Das Flüchtlingsplenum Aachen wirft dem SPD geführtem NRW-Innenministerium vor, bei seiner "Abschiebepolitik über Leichen zu gehen".

Die Gruppe fordert daher den Aachener Oberbürgermeister Dr. Jürgen Linden auf, Zivilcourage gegen seinen Parteigenossen und Innenminister Fritz Behrens in der NRW-Landesregierung zu zeigen: "Linden soll sein Amt zur Verfügung zu stellen, falls er als Unterzeichner des `Aachener Appells´ nicht in der Lage ist, die Abschiebung des kurdischen Flüchtlings zu verhindern". OB Linden hatte gerade am Tage der Festnahme Calhans gemeinsam mit diesem ein "Engagiertes `Nein´ gegen Rassismus" auf einem Fest der Aachener Zeitung erklärt. Das Aachener Ausländeramt beantragte jedoch am Tag darauf die Abschiebehaft für Calhan.

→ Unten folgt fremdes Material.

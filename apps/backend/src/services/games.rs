//! Request-level game operations: resolve the caller, load, run the rules,
//! save conditionally, then notify.

use tracing::{debug, info, warn};

use crate::domain::board::{Cell, Side};
use crate::domain::game_transition::{derive_game_transitions, GameLifecycleView, GameTransition};
use crate::domain::player_view::{legal_moves, PlayerView};
use crate::domain::state::{GameState, PlayerId};
use crate::domain::turns::{self, MoveApplied};
use crate::error::AppError;
use crate::errors::domain::{ConflictKind, DomainError, ValidationKind};
use crate::errors::ErrorCode;
use crate::protocol::messages::MoveMessage;
use crate::protocol::requests::{GameIdResponse, MoveRequest, StartingPositions};
use crate::repos::games::{Game, GameId, GameStore};
use crate::services::identity::{IdentityResolver, RequestContext};
use crate::services::notifier::Notifier;

/// A move that has been validated, applied, and saved.
#[derive(Debug, Clone, Copy, PartialEq, Eq)]
pub struct MoveOutcome {
    pub applied: MoveApplied,
    /// Lock version after the save; pass it back as the next expectation.
    pub lock_version: i32,
}

/// One player's redacted view together with the version it was read at.
#[derive(Debug, Clone, PartialEq, Eq)]
pub struct GameView {
    pub id: GameId,
    pub lock_version: i32,
    pub view: PlayerView,
}

pub struct GameService<S, I, N> {
    store: S,
    identity: I,
    notifier: N,
}

fn lifecycle(game: &Game) -> GameLifecycleView {
    GameLifecycleView {
        version: game.lock_version,
        status: game.state.status,
    }
}

fn log_transitions(id: GameId, transitions: &[GameTransition]) {
    for transition in transitions {
        match transition {
            GameTransition::GameStarted => info!(game_id = %id, "Game started"),
            GameTransition::TurnBecame { side } => {
                debug!(game_id = %id, side = %side, "Turn passed")
            }
            GameTransition::GameEnded => info!(game_id = %id, "Game ended"),
        }
    }
}

fn require_side(state: &GameState, player: &PlayerId) -> Result<Side, DomainError> {
    state.role_of(player).ok_or_else(|| {
        DomainError::validation(
            ValidationKind::NotAPlayer,
            "user is not a player of this game",
        )
    })
}

impl<S, I, N> GameService<S, I, N>
where
    S: GameStore,
    I: IdentityResolver,
    N: Notifier,
{
    pub fn new(store: S, identity: I, notifier: N) -> Self {
        Self {
            store,
            identity,
            notifier,
        }
    }

    pub fn store(&self) -> &S {
        &self.store
    }

    pub fn notifier(&self) -> &N {
        &self.notifier
    }

    /// Validate the caller's army and open a new game in `Setup`.
    pub async fn create_game(
        &self,
        ctx: &RequestContext,
        request: &StartingPositions,
    ) -> Result<GameIdResponse, AppError> {
        let host = self.identity.resolve(ctx)?;
        let state = turns::create_game(host.clone(), &request.starting_positions)?;

        let id = GameId::new();
        self.store.insert(id, state).await?;
        info!(game_id = %id, host = %host, "Game created");

        Ok(GameIdResponse { id })
    }

    /// Seat the caller as guest, place their army, and publish `started`.
    pub async fn join_game(
        &self,
        ctx: &RequestContext,
        id: GameId,
        request: &StartingPositions,
    ) -> Result<GameId, AppError> {
        let guest = self.identity.resolve(ctx)?;
        debug!(game_id = %id, guest = %guest, "Joining game");

        let game = self.store.load(id).await?;
        let before = lifecycle(&game);

        let mut state = game.state;
        turns::join_game(&mut state, guest, &request.starting_positions)?;

        let saved = self.save(id, state, game.lock_version).await?;
        log_transitions(id, &derive_game_transitions(&before, &lifecycle(&saved)));

        self.notify(id, &MoveMessage::Started).await;
        Ok(id)
    }

    /// Validate and apply one move.
    ///
    /// With `expected_lock_version` set, the move is refused with
    /// `OPTIMISTIC_LOCK` unless the game is still at that version.
    pub async fn submit_move(
        &self,
        ctx: &RequestContext,
        id: GameId,
        request: MoveRequest,
        expected_lock_version: Option<i32>,
    ) -> Result<MoveOutcome, AppError> {
        let player = self.identity.resolve(ctx)?;
        debug!(game_id = %id, from = request.from, to = request.to, "Submitting move");

        let game = self.store.load(id).await?;
        if let Some(expected) = expected_lock_version {
            if expected != game.lock_version {
                warn!(
                    game_id = %id,
                    expected,
                    actual = game.lock_version,
                    "Rejected move against stale version"
                );
                return Err(AppError::conflict(
                    ErrorCode::OptimisticLock,
                    format!(
                        "Game lock version mismatch: expected {}, but game has version {}",
                        expected, game.lock_version
                    ),
                ));
            }
        }
        let before = lifecycle(&game);

        let mut state = game.state;
        let applied = turns::apply_move(&mut state, &player, request.from, request.to)?;

        let saved = self.save(id, state, game.lock_version).await?;
        info!(
            game_id = %id,
            side = %applied.side,
            from = %applied.from,
            to = %applied.to,
            result = applied.result.as_str(),
            "Move applied"
        );
        log_transitions(id, &derive_game_transitions(&before, &lifecycle(&saved)));

        self.notify(id, &MoveMessage::from(&applied)).await;
        Ok(MoveOutcome {
            applied,
            lock_version: saved.lock_version,
        })
    }

    /// The caller's redacted view of the game.
    pub async fn player_view(&self, ctx: &RequestContext, id: GameId) -> Result<GameView, AppError> {
        let player = self.identity.resolve(ctx)?;
        let game = self.store.load(id).await?;
        let side = require_side(&game.state, &player)?;

        Ok(GameView {
            id,
            lock_version: game.lock_version,
            view: PlayerView::for_side(&game.state, side),
        })
    }

    /// Destinations the caller may move the piece at `from` to right now.
    pub async fn legal_moves(
        &self,
        ctx: &RequestContext,
        id: GameId,
        from: i64,
    ) -> Result<Vec<Cell>, AppError> {
        let player = self.identity.resolve(ctx)?;
        let game = self.store.load(id).await?;
        let side = require_side(&game.state, &player)?;
        let from = Cell::try_from(from)?;

        Ok(legal_moves(&game.state, side, from))
    }

    async fn save(
        &self,
        id: GameId,
        state: GameState,
        expected_lock_version: i32,
    ) -> Result<Game, AppError> {
        match self.store.save(id, state, expected_lock_version).await {
            Ok(game) => Ok(game),
            Err(e) => {
                if matches!(e, DomainError::Conflict(ConflictKind::OptimisticLock, _)) {
                    warn!(game_id = %id, expected_lock_version, "Concurrent write detected");
                }
                Err(e.into())
            }
        }
    }

    async fn notify(&self, id: GameId, message: &MoveMessage) {
        if let Err(e) = self.notifier.publish(id, message).await {
            warn!(game_id = %id, message = %message, error = %e, "Notification failed");
        }
    }
}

Die TeilnehmerInnen des Wanderkirchenasyls NRW wurden am 1. September 1999 mit dem bekannten Aachener Friedenspreis ausgezeichnet. Das Wanderkirchenasyl begann am 21. Januar 1998 als "Protestaktion für ein Bleiberecht" in der Kölner Antoniterkirche. Seitdem treten in verschiedenen Orten NRW's insgesamt über 450 illegale kurdische Flüchtlinge aus der Türkei öffentlich für einen "Abschiebestopp in den Folterstaat" Türkei ein. Sie werden darin unterstützt von weit über 100 Kirchengemeinden und der Initiative "kein mensch ist Illegal".